§ **WHAT YOU ARE ASKED TO DO**: If a line in the records below contains the word "push", copy it.

§ **RECORDS TO USE**:
= = = = =

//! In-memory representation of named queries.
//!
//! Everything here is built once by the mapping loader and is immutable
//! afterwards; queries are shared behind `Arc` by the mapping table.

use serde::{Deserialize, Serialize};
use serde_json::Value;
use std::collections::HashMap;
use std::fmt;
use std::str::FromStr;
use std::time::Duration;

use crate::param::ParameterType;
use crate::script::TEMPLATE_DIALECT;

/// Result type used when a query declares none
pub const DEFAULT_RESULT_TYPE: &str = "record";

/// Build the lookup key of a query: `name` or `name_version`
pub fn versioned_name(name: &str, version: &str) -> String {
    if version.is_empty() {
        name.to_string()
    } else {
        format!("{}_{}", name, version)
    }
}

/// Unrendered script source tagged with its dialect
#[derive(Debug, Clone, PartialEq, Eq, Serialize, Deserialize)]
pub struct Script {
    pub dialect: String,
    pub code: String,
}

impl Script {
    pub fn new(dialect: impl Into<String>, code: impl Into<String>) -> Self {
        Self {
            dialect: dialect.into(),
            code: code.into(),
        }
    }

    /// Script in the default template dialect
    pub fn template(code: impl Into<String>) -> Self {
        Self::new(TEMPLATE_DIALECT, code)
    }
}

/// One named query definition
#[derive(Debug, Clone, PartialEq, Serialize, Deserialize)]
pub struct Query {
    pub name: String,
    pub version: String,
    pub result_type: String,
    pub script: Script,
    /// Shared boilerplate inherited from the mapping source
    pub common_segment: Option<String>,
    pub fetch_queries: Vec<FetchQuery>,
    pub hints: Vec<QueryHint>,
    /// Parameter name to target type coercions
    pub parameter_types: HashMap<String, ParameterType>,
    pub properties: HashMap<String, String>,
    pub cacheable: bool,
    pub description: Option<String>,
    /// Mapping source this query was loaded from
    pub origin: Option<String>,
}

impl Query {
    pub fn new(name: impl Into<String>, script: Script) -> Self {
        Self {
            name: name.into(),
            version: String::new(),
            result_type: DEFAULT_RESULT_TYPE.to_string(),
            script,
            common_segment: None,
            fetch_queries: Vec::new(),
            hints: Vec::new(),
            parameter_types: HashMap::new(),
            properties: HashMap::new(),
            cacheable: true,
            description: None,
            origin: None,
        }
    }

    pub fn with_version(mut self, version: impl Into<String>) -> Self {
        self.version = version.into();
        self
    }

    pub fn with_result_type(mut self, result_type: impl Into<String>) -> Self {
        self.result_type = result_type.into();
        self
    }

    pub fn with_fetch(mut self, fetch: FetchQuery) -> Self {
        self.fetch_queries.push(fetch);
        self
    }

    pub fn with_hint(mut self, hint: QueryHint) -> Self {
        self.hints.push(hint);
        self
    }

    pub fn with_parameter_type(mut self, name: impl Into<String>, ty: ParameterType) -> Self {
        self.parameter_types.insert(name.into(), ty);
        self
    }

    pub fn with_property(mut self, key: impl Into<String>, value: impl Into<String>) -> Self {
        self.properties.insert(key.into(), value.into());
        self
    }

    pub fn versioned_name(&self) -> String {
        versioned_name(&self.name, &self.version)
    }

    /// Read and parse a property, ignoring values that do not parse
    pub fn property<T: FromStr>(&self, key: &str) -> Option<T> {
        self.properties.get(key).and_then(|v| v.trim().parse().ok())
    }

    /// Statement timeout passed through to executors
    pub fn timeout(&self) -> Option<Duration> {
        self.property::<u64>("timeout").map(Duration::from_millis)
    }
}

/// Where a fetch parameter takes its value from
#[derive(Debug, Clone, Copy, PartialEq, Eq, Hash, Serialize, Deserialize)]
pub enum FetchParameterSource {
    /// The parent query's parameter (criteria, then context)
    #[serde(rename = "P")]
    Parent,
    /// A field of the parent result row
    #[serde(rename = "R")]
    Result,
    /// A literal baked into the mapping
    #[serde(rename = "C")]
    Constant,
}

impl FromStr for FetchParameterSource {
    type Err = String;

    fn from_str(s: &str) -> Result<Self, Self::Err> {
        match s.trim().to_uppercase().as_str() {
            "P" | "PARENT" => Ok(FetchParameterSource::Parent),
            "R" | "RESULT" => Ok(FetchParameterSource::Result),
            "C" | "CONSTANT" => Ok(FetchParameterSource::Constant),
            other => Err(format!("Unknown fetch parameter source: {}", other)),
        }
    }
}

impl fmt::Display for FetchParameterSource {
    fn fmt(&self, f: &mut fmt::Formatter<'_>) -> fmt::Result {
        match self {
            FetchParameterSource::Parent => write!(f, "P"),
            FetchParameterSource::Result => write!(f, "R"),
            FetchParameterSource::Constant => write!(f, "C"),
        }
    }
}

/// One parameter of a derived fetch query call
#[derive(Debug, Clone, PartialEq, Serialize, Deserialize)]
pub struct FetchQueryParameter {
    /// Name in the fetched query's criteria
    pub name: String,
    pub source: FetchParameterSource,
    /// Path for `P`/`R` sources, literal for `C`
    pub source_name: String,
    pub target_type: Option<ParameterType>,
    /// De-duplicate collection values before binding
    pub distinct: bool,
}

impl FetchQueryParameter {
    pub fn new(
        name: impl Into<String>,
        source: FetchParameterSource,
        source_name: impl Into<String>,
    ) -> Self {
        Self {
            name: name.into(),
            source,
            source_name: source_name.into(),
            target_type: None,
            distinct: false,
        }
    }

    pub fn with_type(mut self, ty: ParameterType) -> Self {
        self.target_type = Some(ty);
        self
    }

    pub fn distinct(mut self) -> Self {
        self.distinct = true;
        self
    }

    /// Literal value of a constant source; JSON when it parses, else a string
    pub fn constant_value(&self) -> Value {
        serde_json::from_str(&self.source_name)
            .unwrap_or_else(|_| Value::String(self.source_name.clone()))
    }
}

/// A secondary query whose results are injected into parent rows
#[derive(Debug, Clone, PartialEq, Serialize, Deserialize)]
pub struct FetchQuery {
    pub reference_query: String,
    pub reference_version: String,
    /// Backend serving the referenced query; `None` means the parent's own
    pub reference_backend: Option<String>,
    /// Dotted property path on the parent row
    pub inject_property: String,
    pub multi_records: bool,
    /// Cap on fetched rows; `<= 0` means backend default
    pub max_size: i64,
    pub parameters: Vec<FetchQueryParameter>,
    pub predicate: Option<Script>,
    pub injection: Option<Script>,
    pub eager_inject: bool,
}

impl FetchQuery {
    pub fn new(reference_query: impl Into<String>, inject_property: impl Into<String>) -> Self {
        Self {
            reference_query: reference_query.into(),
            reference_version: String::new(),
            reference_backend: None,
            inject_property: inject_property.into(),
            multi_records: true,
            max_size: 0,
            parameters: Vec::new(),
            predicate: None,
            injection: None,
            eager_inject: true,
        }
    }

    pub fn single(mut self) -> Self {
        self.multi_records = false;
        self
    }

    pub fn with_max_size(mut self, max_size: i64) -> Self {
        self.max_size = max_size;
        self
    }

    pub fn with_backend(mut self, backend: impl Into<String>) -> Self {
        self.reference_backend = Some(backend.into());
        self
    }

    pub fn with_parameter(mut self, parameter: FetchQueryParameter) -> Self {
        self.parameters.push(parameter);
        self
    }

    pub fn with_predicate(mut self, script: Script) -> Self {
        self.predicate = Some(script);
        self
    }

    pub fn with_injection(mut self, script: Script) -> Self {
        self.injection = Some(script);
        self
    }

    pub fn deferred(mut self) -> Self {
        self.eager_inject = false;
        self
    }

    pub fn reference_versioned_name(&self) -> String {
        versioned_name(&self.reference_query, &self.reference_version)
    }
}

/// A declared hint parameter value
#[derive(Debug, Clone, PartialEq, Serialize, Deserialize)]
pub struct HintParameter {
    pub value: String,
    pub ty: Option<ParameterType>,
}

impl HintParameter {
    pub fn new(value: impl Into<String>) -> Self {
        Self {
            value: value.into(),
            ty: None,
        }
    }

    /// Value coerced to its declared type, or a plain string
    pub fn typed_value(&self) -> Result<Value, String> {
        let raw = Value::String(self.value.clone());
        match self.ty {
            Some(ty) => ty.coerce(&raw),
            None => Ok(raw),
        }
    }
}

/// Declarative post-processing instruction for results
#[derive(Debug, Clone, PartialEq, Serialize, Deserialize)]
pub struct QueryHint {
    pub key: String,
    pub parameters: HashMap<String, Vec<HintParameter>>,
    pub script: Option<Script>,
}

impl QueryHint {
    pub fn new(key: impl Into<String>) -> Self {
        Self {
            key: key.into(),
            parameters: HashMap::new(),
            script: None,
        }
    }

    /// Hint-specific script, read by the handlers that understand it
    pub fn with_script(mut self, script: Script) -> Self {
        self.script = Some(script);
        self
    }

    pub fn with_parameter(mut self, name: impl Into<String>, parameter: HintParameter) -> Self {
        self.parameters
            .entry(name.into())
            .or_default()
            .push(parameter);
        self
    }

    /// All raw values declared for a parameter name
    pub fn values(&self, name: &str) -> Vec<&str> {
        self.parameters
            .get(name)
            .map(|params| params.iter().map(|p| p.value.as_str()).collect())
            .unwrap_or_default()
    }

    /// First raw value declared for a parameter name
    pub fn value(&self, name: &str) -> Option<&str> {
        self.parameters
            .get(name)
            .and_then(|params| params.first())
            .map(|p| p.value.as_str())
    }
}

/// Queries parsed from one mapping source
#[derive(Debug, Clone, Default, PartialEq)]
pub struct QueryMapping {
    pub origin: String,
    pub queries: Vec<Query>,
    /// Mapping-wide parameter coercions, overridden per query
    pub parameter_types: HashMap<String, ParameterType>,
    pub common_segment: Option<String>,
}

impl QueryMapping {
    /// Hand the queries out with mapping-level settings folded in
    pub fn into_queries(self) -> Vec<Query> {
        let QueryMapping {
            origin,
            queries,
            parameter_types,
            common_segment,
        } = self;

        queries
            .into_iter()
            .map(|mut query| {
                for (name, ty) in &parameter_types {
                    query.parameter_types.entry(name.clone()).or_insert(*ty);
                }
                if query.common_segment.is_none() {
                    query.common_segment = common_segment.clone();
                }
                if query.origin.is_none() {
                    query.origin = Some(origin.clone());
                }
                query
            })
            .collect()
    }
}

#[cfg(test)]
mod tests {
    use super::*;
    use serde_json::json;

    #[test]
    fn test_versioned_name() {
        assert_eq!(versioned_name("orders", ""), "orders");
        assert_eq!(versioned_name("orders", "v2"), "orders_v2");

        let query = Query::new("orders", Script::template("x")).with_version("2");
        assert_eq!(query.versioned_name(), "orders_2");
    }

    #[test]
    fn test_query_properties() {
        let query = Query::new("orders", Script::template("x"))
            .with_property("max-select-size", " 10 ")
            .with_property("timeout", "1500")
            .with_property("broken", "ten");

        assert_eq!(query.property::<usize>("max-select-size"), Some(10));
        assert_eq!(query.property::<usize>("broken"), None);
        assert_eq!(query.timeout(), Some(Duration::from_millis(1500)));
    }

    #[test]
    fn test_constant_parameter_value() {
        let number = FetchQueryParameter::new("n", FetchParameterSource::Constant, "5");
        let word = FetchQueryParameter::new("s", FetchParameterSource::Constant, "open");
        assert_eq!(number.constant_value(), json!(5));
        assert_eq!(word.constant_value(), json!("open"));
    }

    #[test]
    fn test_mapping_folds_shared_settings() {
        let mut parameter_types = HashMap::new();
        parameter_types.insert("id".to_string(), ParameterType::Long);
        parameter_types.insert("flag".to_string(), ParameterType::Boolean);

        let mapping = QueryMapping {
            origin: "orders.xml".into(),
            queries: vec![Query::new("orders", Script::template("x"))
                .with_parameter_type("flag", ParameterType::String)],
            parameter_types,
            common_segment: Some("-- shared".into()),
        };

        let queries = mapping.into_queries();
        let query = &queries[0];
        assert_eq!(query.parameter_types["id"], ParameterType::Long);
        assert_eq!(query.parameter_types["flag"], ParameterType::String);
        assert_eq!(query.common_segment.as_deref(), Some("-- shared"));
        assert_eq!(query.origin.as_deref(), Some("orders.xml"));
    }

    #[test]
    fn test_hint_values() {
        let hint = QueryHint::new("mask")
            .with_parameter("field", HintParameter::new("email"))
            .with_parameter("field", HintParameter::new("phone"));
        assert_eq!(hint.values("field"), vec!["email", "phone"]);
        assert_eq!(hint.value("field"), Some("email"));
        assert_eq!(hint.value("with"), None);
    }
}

= = = = =

§ **PROBLEM SOLUTION**:
        self.fetch_queries.push(fetch);
        self.hints.push(hint);
        self.parameters.push(parameter);
            .push(parameter);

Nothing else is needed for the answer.